Corrupción:
su
naturaleza y daños
Leonardo Boff
He sido atacado ferozmente a
través de los medios sociales por haber apoyado el proyecto político del PT y
de la Presidenta Dilma Rousseff, siempre con el mismo argumento: ¿por qué no
reconoce y escribe contra la corrupción? He escrito varias veces sobre el tema
en este mismo periódico (Jornal Brasil online). Repaso algunas ideas como
respuesta.
Según Transparencia
Internacional, Brasil aparece como uno de los países más corruptos del
mundo. Entre 91 países analizados, ocupa el puesto 69. La corrupción aquí es
histórica, fue naturalizada, considerada como algo natural. Se la ha atacado
sólo posteriormente, cuando ya ocurrió y goza de impunidad.
Este
hecho solo denuncia la gravedad del crimen contra la sociedad que la corrupción
representa. Todos los días se denuncian más y más hechos, como ahora la
corrupción multitudinaria y milmillonaria en Petrobras, involucrando a
dirigentes, partidos y grandes empresas. ¿Cómo comprender este perverso proceso
criminal?
Comencemos
con la palabra corrupción. Tiene su origen en la teología. Antes de
hablar del pecado original, la tradición cristina decía que el ser humano vive
en una situación de corrupción. San Agustín explica la etimología:
corrupción es tener un corazón (cor) roto (ruptus) y pervertido. Cita el Génesis:
“la tendencia del corazón está desviada desde la más tierna edad” (8,21). El
filósofo Kant hacía la misma constatación al decir: «somos un leño torcido del
cual no se puede sacar tablas rectas». En otras palabras: hay en nosotros una
fuerza que nos incita al desvío y la corrupción es uno de ellos.
¿Cómo
se explica la corrupción en Brasil? Identifico tres razones básicas entre
otras: la histórica, la política y la cultural.
La histórica:
somos herederos de una perversa herencia colonial y esclavócrata que marcó
nuestros hábitos.

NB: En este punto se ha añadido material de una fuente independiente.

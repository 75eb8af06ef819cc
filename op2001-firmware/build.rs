//! Build script for op2001-firmware
//!
//! - Sets up linker search paths for memory.x
//! - Validates node.toml at compile time

use std::env;
use std::fs::{self, File};
use std::io::Write;
use std::path::{Path, PathBuf};

use serde::Deserialize;

fn main() {
    setup_linker();
    validate_config();
}

/// Set up linker search paths for memory.x
fn setup_linker() {
    let out_dir = PathBuf::from(env::var("OUT_DIR").unwrap());

    let memory_x = include_bytes!("memory.x");
    let mut f = File::create(out_dir.join("memory.x")).unwrap();
    f.write_all(memory_x).unwrap();

    println!("cargo:rustc-link-search={}", out_dir.display());
    println!("cargo:rerun-if-changed=memory.x");
    println!("cargo:rerun-if-changed=build.rs");
}

#[derive(Debug, Default, Deserialize)]
#[serde(default, deny_unknown_fields)]
struct NodeToml {
    serial: SerialToml,
    bus: BusToml,
    inputs: InputsToml,
}

#[derive(Debug, Deserialize)]
#[serde(default, deny_unknown_fields)]
struct SerialToml {
    baudrate: u32,
}

impl Default for SerialToml {
    fn default() -> Self {
        Self { baudrate: 9600 }
    }
}

#[derive(Debug, Deserialize)]
#[serde(default, deny_unknown_fields)]
struct BusToml {
    address: u8,
    poll_interval_ms: u32,
}

impl Default for BusToml {
    fn default() -> Self {
        Self {
            address: 0x08,
            poll_interval_ms: 40,
        }
    }
}

#[derive(Debug, Deserialize)]
#[serde(default, deny_unknown_fields)]
struct InputsToml {
    channels: u8,
}

impl Default for InputsToml {
    fn default() -> Self {
        Self { channels: 4 }
    }
}

/// Validate node.toml configuration at compile time
fn validate_config() {
    println!("cargo:rerun-if-changed=node.toml");

    let config_path = Path::new("node.toml");
    let content = match fs::read_to_string(config_path) {
        Ok(content) => content,
        Err(e) => fail("Failed to read node.toml", &[e.to_string()]),
    };

    let config: NodeToml = match toml::from_str(&content) {
        Ok(config) => config,
        Err(e) => fail(
            "Invalid node.toml",
            &e.to_string().lines().map(str::to_string).collect::<Vec<_>>(),
        ),
    };

    let mut errors = Vec::new();
    if config.serial.baudrate == 0 {
        errors.push("[serial] baudrate must be non-zero".to_string());
    }
    if config.bus.address > 0x7F {
        errors.push("[bus] address must be a 7-bit address".to_string());
    }
    if config.bus.poll_interval_ms == 0 {
        errors.push("[bus] poll_interval_ms must be non-zero".to_string());
    }
    if !(1..=8).contains(&config.inputs.channels) {
        errors.push("[inputs] channels must be 1-8".to_string());
    }
    if !errors.is_empty() {
        fail("Invalid node configuration", &errors);
    }

    println!("cargo:warning=node.toml validated successfully");
}

fn fail(title: &str, lines: &[String]) -> ! {
    let body = lines
        .iter()
        .map(|line| {
            let truncated = if line.len() > 62 {
                format!("{}...", &line[..59])
            } else {
                line.clone()
            };
            format!("║  • {:<62} ║", truncated)
        })
        .collect::<Vec<_>>()
        .join("\n");

    panic!(
        "\n\
        ╔══════════════════════════════════════════════════════════════════╗\n\
        ║  ERROR: {:<56} ║\n\
        ╠══════════════════════════════════════════════════════════════════╣\n\
        {}\n\
        ╚══════════════════════════════════════════════════════════════════╝\n",
        title, body
    );
}
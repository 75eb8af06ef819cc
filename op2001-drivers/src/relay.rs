//! Serial relay
//!
//! The audio node forwards every change it sees on the bus to the display
//! node as one text frame per channel.

use op2001_core::{ChannelId, ChannelKind, InputSink};
use op2001_hal::UartTx;
use op2001_protocol::Message;

/// Padding written after each frame; the receiver drops it
pub const FRAME_PADDING: &[u8] = b"\r\n";

/// Writes drained sink changes to a UART
#[derive(Debug, Default, Clone, Copy)]
pub struct SerialRelay;

impl SerialRelay {
    pub const fn new() -> Self {
        Self
    }

    /// Message for one channel's current value
    pub fn message<const N: usize>(sink: &InputSink<N>, id: ChannelId) -> Option<Message> {
        let value = sink.channel(id)?.current();
        let index = id.index.get() as i32;
        Some(match id.kind {
            ChannelKind::Encoder => Message::encoder(index, value),
            ChannelKind::Button => Message::button(index, value != 0),
        })
    }

    /// Write a frame for every changed channel
    ///
    /// A change flag is cleared only once its frame has been written, so a
    /// write error leaves that change and every later one pending for the
    /// next call. Returns the number of frames written.
    pub fn forward<T: UartTx, const N: usize>(
        &self,
        tx: &mut T,
        sink: &mut InputSink<N>,
    ) -> Result<usize, T::Error> {
        let mut written = 0;
        while let Some(id) = sink.peek_changed() {
            if let Some(msg) = Self::message(sink, id) {
                tx.write_blocking(msg.encode().as_bytes())?;
                tx.write_blocking(FRAME_PADDING)?;
                written += 1;
            }
            sink.consume(id);
        }
        if written > 0 {
            tx.flush()?;
        }
        Ok(written)
    }
}

#[cfg(test)]
mod tests {
    extern crate std;

    use super::*;
    use op2001_protocol::FrameReceiver;
    use std::vec::Vec;

    #[derive(Default)]
    struct CapturingUart {
        out: Vec<u8>,
        flushes: usize,
    }

    impl UartTx for CapturingUart {
        type Error = ();

        fn write_blocking(&mut self, data: &[u8]) -> Result<(), ()> {
            self.out.extend_from_slice(data);
            Ok(())
        }

        fn flush(&mut self) -> Result<(), ()> {
            self.flushes += 1;
            Ok(())
        }
    }

    #[test]
    fn test_forwards_each_change() {
        let mut sink = InputSink::<4>::new();
        sink.apply_snapshot(&[10, 0, 0, 0], &[false, false, true, false]);

        let mut uart = CapturingUart::default();
        assert_eq!(SerialRelay::new().forward(&mut uart, &mut sink), Ok(2));
        assert_eq!(uart.out, b"e0:10;\r\nb2:1;\r\n");
        assert_eq!(uart.flushes, 1);
        assert!(!sink.has_changes());
    }

    /// Fails the first `failures` writes, then captures
    struct FlakyUart {
        failures: usize,
        inner: CapturingUart,
    }

    impl UartTx for FlakyUart {
        type Error = ();

        fn write_blocking(&mut self, data: &[u8]) -> Result<(), ()> {
            if self.failures > 0 {
                self.failures -= 1;
                return Err(());
            }
            self.inner.write_blocking(data)
        }

        fn flush(&mut self) -> Result<(), ()> {
            self.inner.flush()
        }
    }

    #[test]
    fn test_failed_write_keeps_change_pending() {
        let mut sink = InputSink::<4>::new();
        sink.apply_snapshot(&[10, 0, 0, 0], &[false; 4]);

        let relay = SerialRelay::new();
        let mut uart = FlakyUart {
            failures: 1,
            inner: CapturingUart::default(),
        };
        assert_eq!(relay.forward(&mut uart, &mut sink), Err(()));
        assert!(sink.has_changes());

        // The bus repeats the snapshot; the differ reports nothing new
        assert_eq!(sink.apply_snapshot(&[10, 0, 0, 0], &[false; 4]), 0);

        assert_eq!(relay.forward(&mut uart, &mut sink), Ok(1));
        assert_eq!(uart.inner.out, b"e0:10;\r\n");
        assert!(!sink.has_changes());
    }

    #[test]
    fn test_retry_sends_whole_batch() {
        let mut sink = InputSink::<4>::new();
        sink.apply_snapshot(&[1, 2, 0, 0], &[false; 4]);

        let relay = SerialRelay::new();
        let mut uart = FlakyUart {
            failures: 0,
            inner: CapturingUart::default(),
        };
        assert_eq!(relay.forward(&mut uart, &mut sink), Ok(2));

        sink.apply_snapshot(&[3, 4, 0, 0], &[false; 4]);
        uart.failures = 1;
        assert_eq!(relay.forward(&mut uart, &mut sink), Err(()));
        assert_eq!(relay.forward(&mut uart, &mut sink), Ok(2));
        assert_eq!(uart.inner.out, b"e0:1;\r\ne1:2;\r\ne0:3;\r\ne1:4;\r\n");
    }

    #[test]
    fn test_nothing_changed_writes_nothing() {
        let mut sink = InputSink::<4>::new();
        let mut uart = CapturingUart::default();
        assert_eq!(SerialRelay::new().forward(&mut uart, &mut sink), Ok(0));
        assert!(uart.out.is_empty());
        assert_eq!(uart.flushes, 0);
    }

    #[test]
    fn test_relayed_stream_reparses() {
        let mut source = InputSink::<4>::new();
        source.apply_snapshot(&[1, 2, 3, 4], &[true, false, false, true]);
        let mut uart = CapturingUart::default();
        SerialRelay::new().forward(&mut uart, &mut source).unwrap();

        let mut remote = InputSink::<4>::new();
        let mut rx = FrameReceiver::new();
        for &byte in &uart.out {
            if let Ok(true) = rx.feed(byte) {
                let frame = rx.take().unwrap();
                remote.apply(&Message::from_frame(&frame).unwrap()).unwrap();
            }
        }

        for i in 0..4 {
            assert_eq!(remote.encoder_value(i), source.encoder_value(i));
        }
        assert!(remote.is_pressed(0) && remote.is_pressed(3));
    }
}
//! Boot-time configuration

use defmt::*;
use op2001_core::config::{parse_config, NodeConfig};

/// Embedded configuration, validated by build.rs
const EMBEDDED_CONFIG: &str = include_str!("../node.toml");

/// Parse the embedded config, falling back to defaults
pub fn load() -> NodeConfig {
    match parse_config(EMBEDDED_CONFIG) {
        Ok(config) => {
            info!("Parsed embedded configuration: {:?}", config);
            config
        }
        Err(e) => {
            warn!("Embedded config rejected ({:?}), using defaults", e);
            NodeConfig::default()
        }
    }
}
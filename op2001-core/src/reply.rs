//! Bus responder reply cache
//!
//! The encoder board's main loop publishes a fresh snapshot every cycle;
//! the bus request handler may fire at any point in that cycle. Both sides go
//! through a critical section so a reply is never assembled from two
//! different samples.

use core::cell::Cell;

use critical_section::Mutex;
use op2001_protocol::{BusReply, BUS_REPLY_LEN};

/// Last published reply
pub struct ReplyCache {
    reply: Mutex<Cell<BusReply>>,
}

impl Default for ReplyCache {
    fn default() -> Self {
        Self::new()
    }
}

impl ReplyCache {
    /// Cache holding an all-zero, nothing-pressed reply; usable in a `static`
    pub const fn new() -> Self {
        Self {
            reply: Mutex::new(Cell::new(BusReply {
                encoders: [0; op2001_protocol::BUS_ENCODERS],
                buttons: op2001_protocol::ButtonBitmap::RELEASED,
            })),
        }
    }

    /// Replace the cached reply
    pub fn publish(&self, reply: BusReply) {
        critical_section::with(|cs| self.reply.borrow(cs).set(reply));
    }

    /// Copy of the cached reply
    pub fn snapshot(&self) -> BusReply {
        critical_section::with(|cs| self.reply.borrow(cs).get())
    }

    /// Cached reply in wire form
    pub fn snapshot_bytes(&self) -> [u8; BUS_REPLY_LEN] {
        self.snapshot().encode()
    }
}
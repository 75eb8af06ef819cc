//! Rotary encoder sampling
//!
//! Edge callbacks decode A/B quadrature transitions into a raw count; the
//! polling loop reads a quantized position from it. The two sides share only
//! atomics: one writer (the edge callback), one reader (the poller).
//!
//! Quadrature encoding:
//! - Each full A/B cycle is four transitions (quarter steps)
//! - The raw count latches at the two rest states, `00` and `11`, so it moves
//!   twice per cycle
//! - The quantized position halves the raw count, rounding toward zero, so
//!   it moves once per physical click whichever phase fires first

use portable_atomic::{AtomicI32, AtomicU8, Ordering};

/// Quarter-step delta indexed by `(previous_state << 2) | state`
///
/// Zero entries are either no movement or a skipped (invalid) transition.
const TRANSITIONS: [i8; 16] = [0, -1, 1, 0, 1, 0, 0, -1, -1, 0, 0, 1, 0, 1, -1, 0];

/// Map a raw quadrature count to a detent position
///
/// Odd counts round toward zero: `4` and `5` both give `2`, `-5` gives `-2`.
pub const fn quantize(raw: i32) -> i32 {
    raw / 2
}

fn phase_state(a: bool, b: bool) -> u8 {
    (u8::from(a) << 1) | u8::from(b)
}

/// Interrupt-updated accumulator for one encoder
#[derive(Debug)]
pub struct QuadratureCounter {
    state: AtomicU8,
    quarter_steps: AtomicI32,
    raw: AtomicI32,
}

impl Default for QuadratureCounter {
    fn default() -> Self {
        Self::new()
    }
}

impl QuadratureCounter {
    /// Counter at zero, assuming both phases idle high
    #[allow(clippy::declare_interior_mutable_const)]
    pub const NEW: Self = Self::new();

    pub const fn new() -> Self {
        Self {
            state: AtomicU8::new(0b11),
            quarter_steps: AtomicI32::new(0),
            raw: AtomicI32::new(0),
        }
    }

    /// Record the phase levels read at startup
    pub fn prime(&self, a: bool, b: bool) {
        self.state.store(phase_state(a, b), Ordering::Relaxed);
    }

    /// Hardware edge callback
    ///
    /// Call with the current A/B levels whenever either phase changes. Only
    /// one context may call this per counter.
    pub fn on_edge(&self, a: bool, b: bool) {
        let state = phase_state(a, b);
        let previous = self.state.load(Ordering::Relaxed);
        if state == previous {
            return;
        }
        self.state.store(state, Ordering::Relaxed);

        let delta = TRANSITIONS[usize::from((previous << 2) | state)];
        if delta == 0 {
            return;
        }

        let quarter = self.quarter_steps.load(Ordering::Relaxed) + i32::from(delta);
        self.quarter_steps.store(quarter, Ordering::Relaxed);

        if state == 0b00 || state == 0b11 {
            self.raw.store(quarter >> 1, Ordering::Release);
        }
    }

    /// Raw latched count, read as one atomic snapshot
    pub fn raw_count(&self) -> i32 {
        self.raw.load(Ordering::Acquire)
    }

    /// Quantized detent position
    pub fn sample(&self) -> i32 {
        quantize(self.raw_count())
    }
}

/// Fixed set of `N` encoders
#[derive(Debug)]
pub struct EncoderSampler<const N: usize> {
    counters: [QuadratureCounter; N],
}

impl<const N: usize> Default for EncoderSampler<N> {
    fn default() -> Self {
        Self::new()
    }
}

impl<const N: usize> EncoderSampler<N> {
    /// All counters at zero; usable in a `static`
    pub const fn new() -> Self {
        Self {
            counters: [QuadratureCounter::NEW; N],
        }
    }

    /// Counter for one encoder, for wiring into its edge callback
    pub fn counter(&self, channel: usize) -> Option<&QuadratureCounter> {
        self.counters.get(channel)
    }

    /// Edge callback for one encoder; unknown channels are ignored
    pub fn on_edge(&self, channel: usize, a: bool, b: bool) {
        if let Some(counter) = self.counters.get(channel) {
            counter.on_edge(a, b);
        }
    }

    /// Quantized position of one encoder, 0 for unknown channels
    pub fn sample(&self, channel: usize) -> i32 {
        self.counters.get(channel).map_or(0, QuadratureCounter::sample)
    }

    /// Quantized positions of every encoder
    pub fn sample_all(&self) -> [i32; N] {
        core::array::from_fn(|i| self.counters[i].sample())
    }
}

#[cfg(test)]
mod tests {
    use super::*;
    use proptest::prelude::*;

    // One full cycle each way, starting and ending at rest (1,1)
    const FORWARD: [(bool, bool); 4] = [(false, true), (false, false), (true, false), (true, true)];
    const BACKWARD: [(bool, bool); 4] = [(true, false), (false, false), (false, true), (true, true)];

    fn turn(counter: &QuadratureCounter, seq: &[(bool, bool); 4], cycles: usize) {
        for _ in 0..cycles {
            for &(a, b) in seq {
                counter.on_edge(a, b);
            }
        }
    }

    #[test]
    fn test_quantize() {
        assert_eq!(quantize(4), 2);
        assert_eq!(quantize(5), 2);
        assert_eq!(quantize(-5), -2);
        assert_eq!(quantize(-4), -2);
        assert_eq!(quantize(1), 0);
        assert_eq!(quantize(-1), 0);
        assert_eq!(quantize(0), 0);
    }

    #[test]
    fn test_full_cycle_moves_raw_by_two() {
        let counter = QuadratureCounter::new();
        turn(&counter, &FORWARD, 1);
        assert_eq!(counter.raw_count(), 2);
        assert_eq!(counter.sample(), 1);
    }

    #[test]
    fn test_directions_are_symmetric() {
        let cw = QuadratureCounter::new();
        let ccw = QuadratureCounter::new();
        turn(&cw, &FORWARD, 3);
        turn(&ccw, &BACKWARD, 3);
        assert_eq!(cw.sample(), 3);
        assert_eq!(ccw.sample(), -3);
    }

    #[test]
    fn test_half_cycle_latches_at_rest_state() {
        let counter = QuadratureCounter::new();
        counter.on_edge(false, true);
        assert_eq!(counter.raw_count(), 0);
        counter.on_edge(false, false);
        assert_eq!(counter.raw_count(), 1);
        assert_eq!(counter.sample(), 0);
    }

    #[test]
    fn test_bounce_does_not_drift() {
        let counter = QuadratureCounter::new();
        for _ in 0..10 {
            counter.on_edge(true, false);
            counter.on_edge(true, true);
        }
        assert_eq!(counter.raw_count(), 0);
    }

    #[test]
    fn test_invalid_jump_ignored() {
        let counter = QuadratureCounter::new();
        // 11 -> 00 skips a phase
        counter.on_edge(false, false);
        assert_eq!(counter.raw_count(), 0);
    }

    #[test]
    fn test_sampler_channels() {
        let sampler = EncoderSampler::<4>::new();
        if let Some(counter) = sampler.counter(2) {
            turn(counter, &FORWARD, 2);
        }
        sampler.on_edge(9, true, false);
        assert_eq!(sampler.sample_all(), [0, 0, 2, 0]);
        assert_eq!(sampler.sample(9), 0);
    }

    proptest! {
        #[test]
        fn prop_quantize_rounds_toward_zero(raw in -100_000i32..100_000) {
            let q = quantize(raw);
            let adjusted = if raw % 2 != 0 { raw - raw.signum() } else { raw };
            prop_assert_eq!(q, adjusted / 2);
            prop_assert!(q.abs() * 2 <= raw.abs());
        }

        #[test]
        fn prop_forward_then_back_returns_home(cycles in 0usize..50) {
            let counter = QuadratureCounter::new();
            turn(&counter, &FORWARD, cycles);
            turn(&counter, &BACKWARD, cycles);
            prop_assert_eq!(counter.sample(), 0);
        }
    }
}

La colonización y la esclavitud son instituciones
objetivamente violentas e injustas. Entonces las personas para sobrevivir y
guardar una mínima libertad eran empujadas a corromper. Es decir: a sobornar,
conseguir favores mediante trueques, peculado (apropiación ilícita del dinero
público) o nepotismo. Esa práctica dio origen al jeitinho o
picaresca brasilera, una forma de navegación dentro de una sociedad
desigual.
La política:
la base de la corrupción política reside en el patrimonialismo y en el
capitalismo sin reglas. En el patrimonialismo no se distingue la esfera pública
de la privada. Los que están en el poder tratan la cosa pública como si fuese
suya y organizan el Estado con estructuras y leyes que sirvan a sus intereses
sin pensar en el bien común. Hay un neopatrimonialismo en la actual política
que da ventajas (concesiones, medios de comunicación) a paniguados
políticos.
Debemos
decir que el capitalismo aquí y en el mundo es, en su lógica, corrupto, aunque
sea socialmente aceptado. Él impone simplemente la dominación del capital sobre
el trabajo, creando riqueza con la explotación del trabajador y con la
devastación de la naturaleza. Genera desigualdades sociales que éticamente son
injusticias, lo que origina permanentes conflictos de clase. Piketti tiene
razón. La democracia pretendiendo ser representativa de todos, representa en
realidad los intereses de los grupos dominantes y no los generales de la
nación. Esta situación configura una corrupción ya estructurada y hace que
acciones corruptas campeen libre e impunemente.
Cultural:
La cultura dicta reglas socialmente reconocidas. Roberto Pompeu de Toledo
escribió en 1994 en la Revista Vea: «Hoy sabemos que la corrupción forma parte
de nuestro sistema de poder tanto como el arroz y el fríjol de nuestras
comidas». A los corruptos se les considera hábiles y no los criminales que en
realidad son. Como regla general podemos decir: cuanto más desigual e injusta
es una sociedad y en especial un Estado, más se crea un caldo cultural que
permite y tolera la corrupción.
La
tendencia a la corrupción se manifiesta especialmente en los portadores de
poder. Bien lo decía el católico Lord Acton (1843-1902): «el poder tiende a
corromper y el poder absoluto corrompe absolutamente». Y añadía: «mi dogma es
la maldad general de los hombres portadores de autoridad; son los que más se
corrompen».
¿Por
qué eso? Hobbes en su Leviatán (1651) nos indica una respuesta
plausible: «la razón de eso reside en el hecho de que no se puede garantizar el
poder sino buscando más y más poder». Lamentablemente es lo que ocurrió con
sectores del PT (no con todo el partido) y de sus aliados. Levantaron la
bandera de la ética y de las transformaciones sociales, pero en vez de apoyarse
en el poder de la sociedad civil y de los movimientos para crear una nueva
hegemonía, prefirieron el camino corto de las alianzas y de los acuerdos con el
corrupto poder dominante. Garantizaron la gobernabilidad al precio de
mercantilizar las relaciones políticas y abandonar la bandera la ética. El
sueño de generaciones fue frustrado. Ojalá pueda ser rescatado todavía.
¿Cómo
combatir la corrupción? Por medio de la transparencia total, por el aumento de
auditores fiables que ataquen anticipadamente la corrupción. Como nos informa
el World Economic Forum, Dinamarca y Holanda tienen 100 auditores
por cada 100.000 habitantes; Brasil solamente tiene 12.800 en total, cuando
necesitaríamos por lo menos 160.000. Y luchar por una democracia más
participativa, que se hace vigilante y exige entereza ética a sus
representantes.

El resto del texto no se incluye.